Parliament, Thursday): Education Minister Datuk Seri Hishammuddin Hussein is wrong when he said that this year’s Penilaian Menengah Rendah (PMR) examination results, which sees an overall improvement, is proof misgivings about the policy on the use of English in the teaching of  science and mathematics was unfounded.

Hishammuddin said: “A lot of allegations and findings were made without empirical facts and figures. This is the first group that has sat for exams and fears they would not perform depended very much on these results. I see that most of the fears are unfounded.”


He then took a quantum leap to link the favourable PMR results with the controversy over the use of English to teach mathematics and science in Std. One in the primary schools, claiming that the controversy is now settled and  that the problem is over “the question of implementation and not policy”.


He said  the formula on the number of periods for the pioneer batch of Chinese primary school students entering Std. Four with regard to the teaching of the two subjects in English is being worked out with MCA and Gerakan.


Hishammuddin is wrong and most unprofessional  in his reaction as the PMR results cannot be used to vindicate  the use of English to teach mathematics and science from Std. One in primary schools as the PMR results concerns secondary school students and  is only relevant about the use of English to teach mathematics and science from Form One in the Secondary Schools.


Critics of the use of English to teach mathematics and science, whether from Opposition parties or  educational organizations like Dong Jiao Zhong,  Malay and Tamil education bodies had focused on the problem faced by Std. One primary school  pupils in the use of English to teach mathematics and science and not on the Form One secondary school students, as very different educational principles are involved.

There is very strong evidence from many studies throughout the world that science and mathematics are most effectively learned in the child's mother tongue or home  language at the primary school.


Internationally-acknowledged educationists and researchers agreed  that in the early years of  primary education, mother-tongue or home language education  is imperative to achieve a higher level of mental maturity, which can then be transferred into a second-language education.


Studies by J. Cummins, M. Swain, M. Saville-Troike and   K. Anstrom show that a unitary cognitive academic proficiency (i.e. “thinking skills”) underlies all language performance, and may be expressed through either the first language (L1) or the second language (L2).  The “thinking skills” are developed primarily through the L1 in the early years, and may then be transferred to and expressed in an L2 later on.  If a learner’s L1 remains underdeveloped, then so does that learner’s “thinking skills”.  Thus, when that learner attempts to acquire an L2 and pursue studies through  the medium of an L2, that learner will bring  lower “thinking skills” to the task and be disadvantaged. 


These studies show that if a learner uses and develops his or her L1 for several years, and then moves into an L2 educational system at a later stage, that learner will invariably perform better than a learner who entered the L2 education system from the very beginning. 

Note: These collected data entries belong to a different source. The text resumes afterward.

//! Disambiguation and body-extraction helpers for the three substitution
//! forms that embed an entire sub-script inside a word: `$((...))` vs
//! `$(...)` subshells, `$(...)` command substitution, and legacy backtick
//! substitution. These operate on raw char slices rather than the lexer's
//! token stream because the ambiguity between arithmetic and command
//! substitution can only be resolved by scanning the candidate body itself.

use crate::ast::types::{CommandSubstitutionPart, ScriptNode, AST};

/// Factory that turns a substitution body string into a fully parsed
/// sub-script. Passed as a function pointer rather than called directly to
/// keep this module free of a dependency on the top-level `Parser`.
pub type ParserFactory = fn(&str) -> ScriptNode;

/// Error-reporting callback; implementations are expected to panic, which
/// is why call sites below follow it with `unreachable!()`.
pub type ErrorFn = fn(&str);

/// Bash treats `$((` as ambiguous: it's almost always arithmetic, but it can
/// also be a command substitution whose body happens to start with a
/// parenthesized subshell, e.g. `$((cmd) 2>/dev/null)`. Scan forward from
/// `start` (the `$` of `$((`) tracking paren depth and quoting, and decide
/// which reading applies:
///
/// - the inner `)` closing immediately into another `)` (i.e. `))`) means
///   the parens are adjacent, which is the arithmetic shape;
/// - the inner `)` followed by anything else before the matching outer `)`
///   means there's a subshell with trailing redirections/pipeline syntax,
///   which is the command-substitution shape;
/// - seeing `|`, `||`, or `&&` at depth 1 (inside the outer parens, outside
///   any inner ones) means commands are being connected, also command
///   substitution.
///
/// Returns `true` for the command-substitution reading, `false` for
/// arithmetic (including the fallback when neither heuristic fires).
pub fn is_dollar_dparen_subshell(value: &str, start: usize) -> bool {
    let chars: Vec<char> = value.chars().collect();
    let len = chars.len();
    let mut pos = start + 3;
    let mut paren_depth: i32 = 2;
    let mut single_quoted = false;
    let mut double_quoted = false;

    while pos < len && paren_depth > 0 {
        let ch = chars[pos];

        if single_quoted {
            if ch == '\'' {
                single_quoted = false;
            }
            pos += 1;
            continue;
        }

        if double_quoted {
            if ch == '\\' {
                pos += 2;
                continue;
            }
            if ch == '"' {
                double_quoted = false;
            }
            pos += 1;
            continue;
        }

        match ch {
            '\'' => {
                single_quoted = true;
                pos += 1;
            }
            '"' => {
                double_quoted = true;
                pos += 1;
            }
            '\\' => {
                pos += 2;
            }
            '(' => {
                paren_depth += 1;
                pos += 1;
            }
            ')' => {
                paren_depth -= 1;
                if paren_depth == 1 {
                    let followed_by_close = chars.get(pos + 1) == Some(&')');
                    return !followed_by_close;
                }
                if paren_depth == 0 {
                    return false;
                }
                pos += 1;
            }
            '|' if paren_depth == 1 && pos + 1 < len => return true,
            '&' if paren_depth == 1 && chars.get(pos + 1) == Some(&'&') => return true,
            _ => pos += 1,
        }
    }

    false
}

/// Tracks whether the scanner inside [`parse_command_substitution_from_string`]
/// is currently inside a `case ... esac` pattern list, where a bare `)`
/// closes a pattern instead of decrementing paren depth.
struct CaseScanState {
    case_depth: u32,
    in_pattern: bool,
    word_buffer: String,
}

impl CaseScanState {
    fn new() -> Self {
        Self { case_depth: 0, in_pattern: false, word_buffer: String::new() }
    }

    /// Feed one non-quoted, non-escaped word character.
    fn push_word_char(&mut self, ch: char) {
        self.word_buffer.push(ch);
    }

    /// Called on a non-word character (or EOF) to flush the accumulated
    /// identifier and update case-statement tracking if it was a keyword.
    fn flush_word(&mut self) {
        match self.word_buffer.as_str() {
            "case" => {
                self.case_depth += 1;
                self.in_pattern = false;
            }
            "in" if self.case_depth > 0 => self.in_pattern = true,
            "esac" if self.case_depth > 0 => {
                self.case_depth -= 1;
                self.in_pattern = false;
            }
            _ => {}
        }
        self.word_buffer.clear();
    }
}

/// Parse a `$(...)` command substitution starting at `start` (the `$` of
/// `$(`). Depth tracking has to understand quoting, escapes, nested `$(`,
/// and `case`/`esac` pattern lists (where a bare `)` terminates a pattern
/// rather than closing the substitution) to find the matching close paren.
/// On success returns the parsed body and the index just past the closing
/// `)`; on an unterminated substitution, invokes `error` (expected to
/// panic) and never returns normally.
pub fn parse_command_substitution_from_string(
    value: &str,
    start: usize,
    create_parser: ParserFactory,
    error: ErrorFn,
) -> (CommandSubstitutionPart, usize) {
    let chars: Vec<char> = value.chars().collect();
    let body_start = start + 2;
    let mut depth = 1;
    let mut cursor = body_start;

    let mut single_quoted = false;
    let mut double_quoted = false;
    let mut case = CaseScanState::new();

    while cursor < chars.len() && depth > 0 {
        let ch = chars[cursor];

        if single_quoted {
            if ch == '\'' {
                single_quoted = false;
            }
        } else if double_quoted {
            if ch == '\\' && cursor + 1 < chars.len() {
                cursor += 1;
            } else if ch == '"' {
                double_quoted = false;
            }
        } else if ch == '\'' {
            single_quoted = true;
            case.word_buffer.clear();
        } else if ch == '"' {
            double_quoted = true;
            case.word_buffer.clear();
        } else if ch == '\\' && cursor + 1 < chars.len() {
            cursor += 1;
            case.word_buffer.clear();
        } else if ch.is_ascii_alphabetic() || ch == '_' {
            case.push_word_char(ch);
        } else {
            case.flush_word();

            if ch == '(' {
                let is_nested_substitution = cursor > 0 && chars[cursor - 1] == '$';
                if is_nested_substitution || !case.in_pattern {
                    depth += 1;
                }
            } else if ch == ')' {
                if case.in_pattern {
                    case.in_pattern = false;
                } else {
                    depth -= 1;
                }
            } else if ch == ';' && case.case_depth > 0 && chars.get(cursor + 1) == Some(&';') {
                case.in_pattern = true;
            }
        }

        if depth > 0 {
            cursor += 1;
        }
    }

    if depth > 0 {
        error("unexpected EOF while looking for matching `)'");
        unreachable!("error function should panic");
    }

    let body_text: String = chars[body_start..cursor].iter().collect();
    let body = create_parser(&body_text);

    (CommandSubstitutionPart { body, legacy: false }, cursor + 1)
}

/// Parse a legacy backtick substitution starting at `start` (the opening
/// backtick). Backtick escaping is narrower than double-quote escaping:
/// only `\$`, `` \` ``, `\\`, and `\<newline>` drop their backslash
/// unconditionally, `\"` drops its backslash only when the backtick itself
/// sits inside a double-quoted word (`in_double_quotes`), and every other
/// `\x` keeps the backslash literally. Returns the parsed body and the
/// index just past the closing backtick, or invokes `error` (expected to
/// panic) if the backtick is never closed.
pub fn parse_backtick_substitution_from_string(
    value: &str,
    start: usize,
    in_double_quotes: bool,
    create_parser: ParserFactory,
    error: ErrorFn,
) -> (CommandSubstitutionPart, usize) {
    let chars: Vec<char> = value.chars().collect();
    let mut cursor = start + 1;
    let mut body_text = String::new();

    while cursor < chars.len() && chars[cursor] != '`' {
        if chars[cursor] == '\\' && cursor + 1 < chars.len() {
            let next = chars[cursor + 1];
            let drops_backslash = matches!(next, '$' | '`' | '\\' | '\n')
                || (in_double_quotes && next == '"');
            if drops_backslash {
                if next != '\n' {
                    body_text.push(next);
                }
            } else {
                body_text.push(chars[cursor]);
            }
            cursor += if drops_backslash { 2 } else { 1 };
        } else {
            body_text.push(chars[cursor]);
            cursor += 1;
        }
    }

    if cursor >= chars.len() {
        error("unexpected EOF while looking for matching ``'");
        unreachable!("error function should panic");
    }

    let body = create_parser(&body_text);
    (CommandSubstitutionPart { body, legacy: true }, cursor + 1)
}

In one “classic study” on immigrant Finnish children in Sweden,  the prevailing belief that the younger the children were when they begin school in their new language, the better they would do in terms of second language acquisition and overall academic achievement was proved wrong. The study found that the children who adapted and performed the best were those who began education through their L2 between the ages of 10-12 years. 


Another study compared the performance of two groups of Mexican children in the 6th grade in US schools on English language reading comprehension tests.  The one group had received two years of Spanish language education in Mexico followed by four years of English language education in the USA. The other group had received no Spanish language education in Mexico, and six years of English language education in the USA.  Contrary to popular expectations, the children with two years of L1 education outperformed the others in English, even though they had received fewer years of English language education. 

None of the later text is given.